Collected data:
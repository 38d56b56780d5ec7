#[cfg(any(feature = "ssr", feature = "hydrate"))]
pub mod app;
pub mod contact;
pub mod content;
pub mod display;
#[cfg(feature = "ssr")]
pub mod error;
pub mod reveal;

#[cfg(feature = "hydrate")]
#[wasm_bindgen::prelude::wasm_bindgen]
pub fn hydrate() {
    use crate::app::*;
    console_error_panic_hook::set_once();
    if let Err(err) = console_log::init_with_level(log::Level::Debug) {
        leptos::logging::warn!("couldn't set up console logging: {err}");
    }
    leptos::mount::hydrate_body(App);
}
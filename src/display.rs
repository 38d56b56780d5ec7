use std::fmt;

use leptos::prelude::*;

/// Class set on the document root while dark mode is active.
pub const DARK_CLASS: &str = "dark";

#[derive(Debug, Clone, Copy, Default, PartialEq, Eq)]
pub enum DisplayMode {
    #[default]
    Light,
    Dark,
}

impl DisplayMode {
    pub fn toggled(self) -> Self {
        match self {
            DisplayMode::Light => DisplayMode::Dark,
            DisplayMode::Dark => DisplayMode::Light,
        }
    }

    pub fn is_dark(self) -> bool {
        matches!(self, DisplayMode::Dark)
    }
}

impl fmt::Display for DisplayMode {
    fn fmt(&self, f: &mut fmt::Formatter<'_>) -> fmt::Result {
        match self {
            DisplayMode::Light => write!(f, "light"),
            DisplayMode::Dark => write!(f, "dark"),
        }
    }
}

/// Something that renders a display mode, normally the `<html>` element.
pub trait ModeTarget {
    fn apply(&self, mode: DisplayMode);
}

/// The live document root. Only usable in the browser.
pub struct DocumentRoot;

impl ModeTarget for DocumentRoot {
    fn apply(&self, mode: DisplayMode) {
        let Some(root) = document().document_element() else {
            log::warn!("no document element to apply {mode} mode to");
            return;
        };
        if let Err(err) = root
            .class_list()
            .toggle_with_force(DARK_CLASS, mode.is_dark())
        {
            log::warn!("couldn't apply {mode} mode: {err:?}");
        }
    }
}

/// Application-wide display mode, provided once by `App`.
#[derive(Debug, Clone, Copy)]
pub struct DisplayModeContext {
    mode: RwSignal<DisplayMode>,
}

impl DisplayModeContext {
    pub fn new(initial: DisplayMode) -> Self {
        Self {
            mode: RwSignal::new(initial),
        }
    }

    pub fn get(&self) -> DisplayMode {
        self.mode.get()
    }

    pub fn get_untracked(&self) -> DisplayMode {
        self.mode.get_untracked()
    }

    pub fn set(&self, mode: DisplayMode) {
        log::debug!("display mode -> {mode}");
        self.mode.set(mode);
    }

    pub fn toggle(&self) {
        self.set(self.get_untracked().toggled());
    }
}
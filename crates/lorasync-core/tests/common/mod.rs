// Shared fixtures for engine integration tests.
#![allow(dead_code, clippy::unwrap_used)]

use std::collections::BTreeSet;
use std::sync::Arc;
use std::time::Duration;

use secrecy::SecretString;
use serde_json::json;
use wiremock::matchers::{method, path, path_regex};
use wiremock::{Mock, MockServer, ResponseTemplate};

use lorasync_api::{PlatformClient, TransportConfig};
use lorasync_core::{
    AssetSettings, AssociationRecorder, MemoryAssociationStore, MemoryConfigStore, Reconciler,
    TenantConfig, TenantFanout,
};

pub const EUI: &str = "0123456789ABCDEF";

pub struct Harness {
    pub server: MockServer,
    pub fanout: Arc<TenantFanout>,
    pub configs: Arc<MemoryConfigStore>,
    pub associations: Arc<MemoryAssociationStore>,
}

pub fn tenant(id: i64, base_url: &str, projects: &[&str]) -> TenantConfig {
    TenantConfig {
        id,
        enabled: true,
        active: false,
        api_base_url: base_url.to_owned(),
        api_token: SecretString::from(format!("token-{id}")),
        request_timeout: Duration::from_secs(5),
        refresh_interval: Duration::from_secs(60),
        user_id: "90".into(),
        project_ids: projects.iter().map(ToString::to_string).collect::<BTreeSet<_>>(),
    }
}

/// Network server and platform share one mock server: the network API
/// lives under `/1/nwk`, the platform under `/v2`.
pub async fn harness(tenants: impl FnOnce(&str) -> Vec<TenantConfig>) -> Harness {
    let server = MockServer::start().await;
    let configs = Arc::new(MemoryConfigStore::new(tenants(&server.uri())));
    let associations = Arc::new(MemoryAssociationStore::new());

    let platform = PlatformClient::new(
        &format!("{}/v2", server.uri()),
        &SecretString::from("platform-key".to_string()),
        &TransportConfig::default(),
    )
    .unwrap();
    let reconciler = Reconciler::new(
        Arc::new(platform),
        AssociationRecorder::new(associations.clone()),
        AssetSettings::default(),
    );
    let fanout = Arc::new(TenantFanout::new(configs.clone(), reconciler));

    Harness {
        server,
        fanout,
        configs,
        associations,
    }
}

pub async fn mount_apps(server: &MockServer, hex_ids: &[&str]) {
    let apps: Vec<_> = hex_ids
        .iter()
        .enumerate()
        .map(|(i, hex)| json!({ "_id": i, "appHexId": hex, "name": format!("app-{hex}") }))
        .collect();
    Mock::given(method("GET"))
        .and(path("/1/nwk/apps"))
        .respond_with(ResponseTemplate::new(200).set_body_json(json!({
            "apps": apps, "total": hex_ids.len(), "page": 1, "perPage": 100
        })))
        .mount(server)
        .await;
}

pub fn device_json(eui: &str, title: &str) -> serde_json::Value {
    json!({ "_id": eui.to_lowercase(), "deveui": eui, "title": title, "description": "" })
}

pub async fn mount_notifications(server: &MockServer) {
    Mock::given(method("POST"))
        .and(path("/v2/notifications"))
        .respond_with(ResponseTemplate::new(204))
        .mount(server)
        .await;
}

/// Any other device lookup answers 404.
pub async fn mount_device_fallback_404(server: &MockServer) {
    Mock::given(method("GET"))
        .and(path_regex(r"^/1/nwk/app/[^/]+/device/[^/]+$"))
        .respond_with(ResponseTemplate::new(404))
        .with_priority(10)
        .mount(server)
        .await;
}
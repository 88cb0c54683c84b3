//! Clap derive structures for the `lorasync` CLI.

use std::path::PathBuf;

use clap::{Args, Parser, Subcommand};

use lorasync_core::UpsertDeviceRequest;

// ── Top-Level CLI ────────────────────────────────────────────────────

/// lorasync -- LoRaWAN device ↔ platform asset synchronization
#[derive(Debug, Parser)]
#[command(
    name = "lorasync",
    version,
    about = "Keep LoRaWAN network-server devices in sync with building-platform assets",
    long_about = "Listens for asset changes on the building platform and applies them to the\n\
        matching devices of every configured network-server account, recording which\n\
        asset belongs to which device.",
    propagate_version = true,
    subcommand_required = true,
    arg_required_else_help = true
)]
pub struct Cli {
    #[command(flatten)]
    pub global: GlobalOpts,

    #[command(subcommand)]
    pub command: Command,
}

// ── Global Options ───────────────────────────────────────────────────

#[derive(Debug, Args)]
pub struct GlobalOpts {
    /// Configuration file (defaults to the platform config directory)
    #[arg(long, short = 'c', env = "LORASYNC_CONFIG_FILE", global = true)]
    pub config: Option<PathBuf>,

    /// Increase verbosity (-v, -vv, -vvv)
    #[arg(long, short = 'v', action = clap::ArgAction::Count, global = true)]
    pub verbose: u8,

    /// Emit logs as JSON lines
    #[arg(long, global = true)]
    pub log_json: bool,
}

// ── Commands ─────────────────────────────────────────────────────────

#[derive(Debug, Subcommand)]
pub enum Command {
    /// Run the asset listener and HTTP API until interrupted
    Serve(ServeArgs),

    /// Create or update one device on every matching configuration
    #[command(alias = "upsert")]
    UpsertDevice(UpsertDeviceArgs),

    /// Check whether a value is a valid device EUI
    CheckEui {
        /// Candidate EUI (16, 32 or 64 hex characters)
        value: String,
    },

    /// Inspect the effective configuration
    Config(ConfigArgs),
}

#[derive(Debug, Args)]
pub struct ServeArgs {
    /// HTTP port (overrides `listen_port`)
    #[arg(long, short = 'p')]
    pub port: Option<u16>,
}

#[derive(Debug, Args)]
pub struct UpsertDeviceArgs {
    /// Device EUI
    #[arg(long)]
    pub dev_eui: String,

    /// Network-server app id the device belongs to
    #[arg(long)]
    pub app_id: String,

    /// Platform asset type for the device asset
    #[arg(long)]
    pub asset_type: String,

    /// Only this configuration id
    #[arg(long)]
    pub config_id: Option<i64>,

    #[arg(long)]
    pub title: Option<String>,

    #[arg(long)]
    pub description: Option<String>,

    /// Join EUI (OTAA), used only when the device is created
    #[arg(long)]
    pub join_eui: Option<String>,

    /// Application key (OTAA), used only when the device is created
    #[arg(long, env = "LORASYNC_APP_KEY", hide_env_values = true)]
    pub app_key: Option<String>,

    /// Network key (OTAA 1.1), used only when the device is created
    #[arg(long, env = "LORASYNC_NWK_KEY", hide_env_values = true)]
    pub nwk_key: Option<String>,

    /// LoRaWAN device class (A, B or C)
    #[arg(long)]
    pub dev_class: Option<String>,
}

impl From<UpsertDeviceArgs> for UpsertDeviceRequest {
    fn from(args: UpsertDeviceArgs) -> Self {
        Self {
            dev_eui: args.dev_eui,
            app_id: args.app_id,
            asset_type_name: args.asset_type,
            config_id: args.config_id,
            title: args.title,
            description: args.description,
            join_eui: args.join_eui,
            app_key: args.app_key,
            nwk_key: args.nwk_key,
            dev_class: args.dev_class,
        }
    }
}

#[derive(Debug, Args)]
pub struct ConfigArgs {
    #[command(subcommand)]
    pub command: ConfigCommand,
}

#[derive(Debug, Subcommand)]
pub enum ConfigCommand {
    /// Print the effective configuration with secrets redacted
    Show,
    /// Print the configuration file path
    Path,
}

#[cfg(test)]
mod tests {
    use clap::CommandFactory;

    use super::*;

    #[test]
    fn cli_definition_is_consistent() {
        Cli::command().debug_assert();
    }

    #[test]
    fn upsert_args_map_to_request() {
        let cli = Cli::try_parse_from([
            "lorasync",
            "upsert-device",
            "--dev-eui",
            "0123456789ABCDEF",
            "--app-id",
            "A1",
            "--asset-type",
            "lorawan_device",
            "--config-id",
            "2",
        ])
        .unwrap_or_else(|e| panic!("{e}"));
        let Command::UpsertDevice(args) = cli.command else {
            panic!("wrong subcommand");
        };
        let req = UpsertDeviceRequest::from(args);
        assert_eq!(req.config_id, Some(2));
        assert_eq!(req.asset_type_name, "lorawan_device");
        assert_eq!(req.title, None);
    }
}
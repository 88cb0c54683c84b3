//! HTTP front door.
//!
//! Thin axum adapter over [`TenantFanout`]: manual device upserts and a
//! read-only view of the association table.

use std::sync::Arc;

use axum::extract::State;
use axum::http::StatusCode;
use axum::response::{IntoResponse, Response};
use axum::routing::{get, put};
use axum::{Json, Router};
use serde::Serialize;
use serde_json::json;
use tracing::{info, warn};

use lorasync_core::{Association, CoreError, TenantFanout, UpsertDeviceRequest};

#[derive(Clone)]
pub struct AppState {
    fanout: Arc<TenantFanout>,
}

pub fn router(fanout: Arc<TenantFanout>) -> Router {
    Router::new()
        .route("/v1/devices", put(put_device))
        .route("/v1/device-assets", get(list_device_assets))
        .route("/v1/version", get(version))
        .with_state(AppState { fanout })
}

// ── Handlers ────────────────────────────────────────────────────────

async fn put_device(
    State(state): State<AppState>,
    Json(request): Json<UpsertDeviceRequest>,
) -> Result<Json<Vec<Association>>, ApiError> {
    let rows = state.fanout.upsert_device(&request).await?;
    info!(dev_eui = %request.dev_eui, rows = rows.len(), "manual device upsert");
    Ok(Json(rows))
}

async fn list_device_assets(
    State(state): State<AppState>,
) -> Result<Json<Vec<Association>>, ApiError> {
    Ok(Json(state.fanout.list_associations()?))
}

#[derive(Serialize)]
struct VersionInfo {
    name: &'static str,
    version: &'static str,
}

async fn version() -> Json<VersionInfo> {
    Json(VersionInfo {
        name: env!("CARGO_PKG_NAME"),
        version: env!("CARGO_PKG_VERSION"),
    })
}

// ── Errors ──────────────────────────────────────────────────────────

/// `CoreError` rendered as `{ "error": "<message>" }` with a matching status.
pub struct ApiError(CoreError);

impl From<CoreError> for ApiError {
    fn from(err: CoreError) -> Self {
        Self(err)
    }
}

impl ApiError {
    fn status_code(&self) -> StatusCode {
        match self.0 {
            CoreError::Validation { .. } => StatusCode::BAD_REQUEST,
            CoreError::NoMatchingConfiguration => StatusCode::NOT_FOUND,
            CoreError::Upstream { .. } => StatusCode::BAD_GATEWAY,
            CoreError::Persistence(_) => StatusCode::INTERNAL_SERVER_ERROR,
        }
    }
}

impl IntoResponse for ApiError {
    fn into_response(self) -> Response {
        let status = self.status_code();
        if status.is_server_error() {
            warn!(status = status.as_u16(), error = %self.0, "request failed");
        }
        (status, Json(json!({ "error": self.0.to_string() }))).into_response()
    }
}
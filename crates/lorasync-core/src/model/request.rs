// ── Manual device upsert request ──
//
// Body of the manual entry point (HTTP front door and CLI). Wire names
// follow the platform app's public API.

use serde::{Deserialize, Serialize};

use lorasync_api::network::types::CreateDeviceRequest;

use super::asset::PlatformAsset;
use crate::error::CoreError;
use crate::eui::is_valid_eui;

/// Create-or-update a device on every matching tenant and link it to a
/// platform asset in each of the tenant's projects.
#[derive(Debug, Clone, Default, PartialEq, Eq, Serialize, Deserialize)]
pub struct UpsertDeviceRequest {
    #[serde(rename = "devEUI")]
    pub dev_eui: String,
    #[serde(rename = "appID")]
    pub app_id: String,
    #[serde(rename = "assetTypeName")]
    pub asset_type_name: String,
    /// Restrict to one tenant configuration. Absent means all enabled ones.
    #[serde(rename = "configID", default, skip_serializing_if = "Option::is_none")]
    pub config_id: Option<i64>,
    #[serde(default, skip_serializing_if = "Option::is_none")]
    pub title: Option<String>,
    #[serde(default, skip_serializing_if = "Option::is_none")]
    pub description: Option<String>,
    #[serde(rename = "joinEUI", default, skip_serializing_if = "Option::is_none")]
    pub join_eui: Option<String>,
    #[serde(rename = "appKey", default, skip_serializing_if = "Option::is_none")]
    pub app_key: Option<String>,
    #[serde(rename = "nwkKey", default, skip_serializing_if = "Option::is_none")]
    pub nwk_key: Option<String>,
    #[serde(rename = "devClass", default, skip_serializing_if = "Option::is_none")]
    pub dev_class: Option<String>,
}

impl UpsertDeviceRequest {
    /// Reject malformed input before any network call.
    pub fn validate(&self) -> Result<(), CoreError> {
        if !is_valid_eui(&self.dev_eui) {
            return Err(CoreError::validation(
                "devEUI",
                format!("invalid device EUI: {}", self.dev_eui),
            ));
        }
        if self.app_id.trim().is_empty() {
            return Err(CoreError::validation("appID", "must not be empty"));
        }
        if self.asset_type_name.trim().is_empty() {
            return Err(CoreError::validation("assetTypeName", "must not be empty"));
        }
        Ok(())
    }

    /// Title for the device and its asset; the EUI when none was given.
    pub fn effective_title(&self) -> &str {
        self.title
            .as_deref()
            .filter(|t| !t.is_empty())
            .unwrap_or(&self.dev_eui)
    }

    pub fn create_request(&self) -> CreateDeviceRequest {
        CreateDeviceRequest {
            dev_eui: self.dev_eui.clone(),
            join_eui: self.join_eui.clone(),
            app_key: self.app_key.clone(),
            nwk_key: self.nwk_key.clone(),
            dev_class: self.dev_class.clone(),
            title: Some(self.effective_title().to_owned()),
            description: self.description.clone().filter(|d| !d.is_empty()),
        }
    }

    /// The platform asset to upsert for this device in `project_id`.
    pub fn asset_for_project(&self, project_id: &str) -> PlatformAsset {
        let title = self.effective_title();
        let suffix_start = self.dev_eui.len().saturating_sub(4);
        let suffix = self.dev_eui.get(suffix_start..).unwrap_or(&self.dev_eui);
        PlatformAsset {
            id: None,
            project_id: project_id.to_owned(),
            global_asset_identifier: format!("{title} {suffix}"),
            name: Some(title.to_owned()),
            description: self.description.clone(),
            asset_type: self.asset_type_name.clone(),
            device_ids: vec![self.dev_eui.clone()],
        }
    }
}
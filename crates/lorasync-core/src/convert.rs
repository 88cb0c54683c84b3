// ── API-to-domain type conversions ──
//
// Bridges wire types from `lorasync_api::platform` into the engine's
// model. Frames that cannot become an `AssetEvent` are rejected here so
// nothing downstream ever sees an unknown status code.

use lorasync_api::platform::types::{Asset, AssetListen};

use crate::model::asset::UnknownStatusCode;
use crate::model::{AssetChange, AssetEvent, PlatformAsset};

/// Why a listener frame was not turned into an event.
#[derive(Debug, Clone, PartialEq, Eq, thiserror::Error)]
pub enum FrameRejected {
    #[error("frame carries no status code")]
    MissingStatus,
    #[error(transparent)]
    UnknownStatus(#[from] UnknownStatusCode),
}

// ── Asset ──────────────────────────────────────────────────────────

impl From<Asset> for PlatformAsset {
    fn from(a: Asset) -> Self {
        Self {
            id: a.id,
            project_id: a.project_id,
            global_asset_identifier: a.global_asset_identifier,
            name: a.name,
            description: a.description,
            asset_type: a.asset_type,
            device_ids: a.device_ids,
        }
    }
}

impl From<PlatformAsset> for Asset {
    fn from(a: PlatformAsset) -> Self {
        Self {
            id: a.id,
            project_id: a.project_id,
            global_asset_identifier: a.global_asset_identifier,
            name: a.name,
            description: a.description,
            asset_type: a.asset_type,
            device_ids: a.device_ids,
            parent_locational_asset_id: None,
        }
    }
}

// ── Listener frame ─────────────────────────────────────────────────

impl TryFrom<AssetListen> for AssetEvent {
    type Error = FrameRejected;

    fn try_from(frame: AssetListen) -> Result<Self, Self::Error> {
        let code = frame.status_code.ok_or(FrameRejected::MissingStatus)?;
        let change = AssetChange::try_from(code)?;
        Ok(Self {
            asset: frame.asset.into(),
            change,
        })
    }
}
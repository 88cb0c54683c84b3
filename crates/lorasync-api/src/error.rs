use thiserror::Error;

/// Top-level error type for the `lorasync-api` crate.
///
/// Covers every failure mode across both external systems: transport,
/// non-success HTTP responses, payload decoding, and the asset-listener
/// WebSocket. `lorasync-core` wraps these with tenant context.
#[derive(Debug, Error)]
pub enum Error {
    // ── Transport ───────────────────────────────────────────────────
    /// HTTP transport error (connection refused, DNS failure, timeout, etc.)
    #[error("HTTP transport error: {0}")]
    Transport(#[from] reqwest::Error),

    /// URL parsing error.
    #[error("Invalid URL: {0}")]
    InvalidUrl(#[from] url::ParseError),

    /// A credential could not be encoded as a header value.
    #[error("Invalid credential header: {0}")]
    InvalidCredential(String),

    /// The HTTP client could not be built.
    #[error("Failed to build HTTP client: {0}")]
    ClientBuild(String),

    // ── HTTP status ─────────────────────────────────────────────────
    /// The remote API answered with a non-success status.
    #[error("HTTP {status} from {url}: {message}")]
    Status {
        status: u16,
        url: String,
        message: String,
    },

    // ── WebSocket ───────────────────────────────────────────────────
    /// WebSocket connection failed or broke mid-stream.
    #[error("WebSocket connection failed: {0}")]
    WebSocketConnect(String),

    // ── Data ────────────────────────────────────────────────────────
    /// JSON deserialization failed, with the raw body for debugging.
    #[error("Deserialization error: {message}")]
    Deserialization { message: String, body: String },
}

impl Error {
    /// HTTP status code carried by this error, if any.
    pub fn status(&self) -> Option<u16> {
        match self {
            Self::Transport(e) => e.status().map(|s| s.as_u16()),
            Self::Status { status, .. } => Some(*status),
            _ => None,
        }
    }

    /// URL of the failed request, if known.
    pub fn url(&self) -> Option<String> {
        match self {
            Self::Transport(e) => e.url().map(ToString::to_string),
            Self::Status { url, .. } => Some(url.clone()),
            _ => None,
        }
    }
}
// Async HTTP client for the building platform's REST API.
//
// Only the handful of endpoints the sync service needs: asset lookup by
// type, asset upsert by device id, user notifications, and the URL of
// the asset-listener WebSocket.

use reqwest::header::{HeaderMap, HeaderValue};
use secrecy::{ExposeSecret, SecretString};
use tracing::debug;
use url::Url;

use super::types::{Asset, Notification};
use crate::Error;
use crate::transport::{TransportConfig, handle_empty, handle_response, normalize_base_url};

/// Header carrying the platform API key, on HTTP and WebSocket alike.
pub const API_KEY_HEADER: &str = "X-API-Key";

/// Async client for the platform asset and notification API.
pub struct PlatformClient {
    http: reqwest::Client,
    base_url: Url,
    api_key: SecretString,
}

impl PlatformClient {
    /// Build from the API endpoint (e.g. `https://platform.example/v2`) and key.
    pub fn new(
        api_endpoint: &str,
        api_key: &SecretString,
        transport: &TransportConfig,
    ) -> Result<Self, Error> {
        let mut headers = HeaderMap::new();
        let mut key_value = HeaderValue::from_str(api_key.expose_secret())
            .map_err(|e| Error::InvalidCredential(e.to_string()))?;
        key_value.set_sensitive(true);
        headers.insert(API_KEY_HEADER, key_value);

        let http = transport.build_client_with_headers(headers)?;
        let base_url = normalize_base_url(api_endpoint)?;

        Ok(Self {
            http,
            base_url,
            api_key: api_key.clone(),
        })
    }

    pub fn api_key(&self) -> &SecretString {
        &self.api_key
    }

    fn url(&self, path: &str) -> Result<Url, Error> {
        Ok(self.base_url.join(path)?)
    }

    /// WebSocket URL of the asset-listener stream, with device ids expanded.
    pub fn listener_url(&self) -> Result<Url, Error> {
        let mut url = self.url("asset-listener")?;
        url.query_pairs_mut()
            .append_pair("expansions", "Asset.deviceIds");
        let scheme = match url.scheme() {
            "https" => "wss",
            "http" => "ws",
            other => other,
        }
        .to_owned();
        url.set_scheme(&scheme)
            .map_err(|()| Error::WebSocketConnect(format!("cannot use scheme {scheme}")))?;
        Ok(url)
    }

    // ── Assets ───────────────────────────────────────────────────────

    pub async fn assets_by_type(&self, asset_type: &str) -> Result<Vec<Asset>, Error> {
        let url = self.url("assets")?;
        debug!("GET {url} assetTypeName={asset_type}");

        let resp = self
            .http
            .get(url)
            .query(&[("assetTypeName", asset_type)])
            .send()
            .await?;
        handle_response(resp).await
    }

    /// Create or replace an asset. With `identify_by`, the platform
    /// matches an existing asset on that attribute (e.g. `deviceId`).
    pub async fn put_asset(
        &self,
        asset: &Asset,
        identify_by: Option<&str>,
    ) -> Result<Asset, Error> {
        let url = self.url("assets")?;
        debug!("PUT {url} identifyBy={identify_by:?}");

        let mut request = self.http.put(url).json(asset);
        if let Some(attr) = identify_by {
            request = request.query(&[("identifyBy", attr)]);
        }
        let resp = request.send().await?;
        handle_response(resp).await
    }

    /// Fetch the project's root asset of `root_type`, creating it if absent.
    pub async fn ensure_root_asset(
        &self,
        project_id: &str,
        root_type: &str,
        root_name: &str,
    ) -> Result<Asset, Error> {
        let existing = self.assets_by_type(root_type).await?;
        if let Some(root) = existing.into_iter().find(|a| a.project_id == project_id) {
            return Ok(root);
        }

        let root = Asset {
            project_id: project_id.to_owned(),
            global_asset_identifier: format!("{root_type} {project_id}"),
            name: Some(root_name.to_owned()),
            asset_type: root_type.to_owned(),
            ..Asset::default()
        };
        self.put_asset(&root, None).await
    }

    /// Upsert a device asset below the project's root asset, matched by device id.
    pub async fn upsert_device_asset(
        &self,
        mut asset: Asset,
        root_type: &str,
        root_name: &str,
    ) -> Result<Asset, Error> {
        let root = self
            .ensure_root_asset(&asset.project_id, root_type, root_name)
            .await?;
        asset.parent_locational_asset_id = root.id;
        self.put_asset(&asset, Some("deviceId")).await
    }

    // ── Notifications ────────────────────────────────────────────────

    pub async fn notify(&self, notification: &Notification) -> Result<(), Error> {
        let url = self.url("notifications")?;
        debug!("POST {url} user={}", notification.user);

        let resp = self.http.post(url).json(notification).send().await?;
        handle_empty(resp).await
    }
}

▸ WHAT THE EXERCISE ASKS: Where a line of the records includes "feature", copy it.

▸ RESPONSE:
#[cfg(any(feature = "ssr", feature = "hydrate"))]
#[cfg(feature = "ssr")]
#[cfg(feature = "hydrate")]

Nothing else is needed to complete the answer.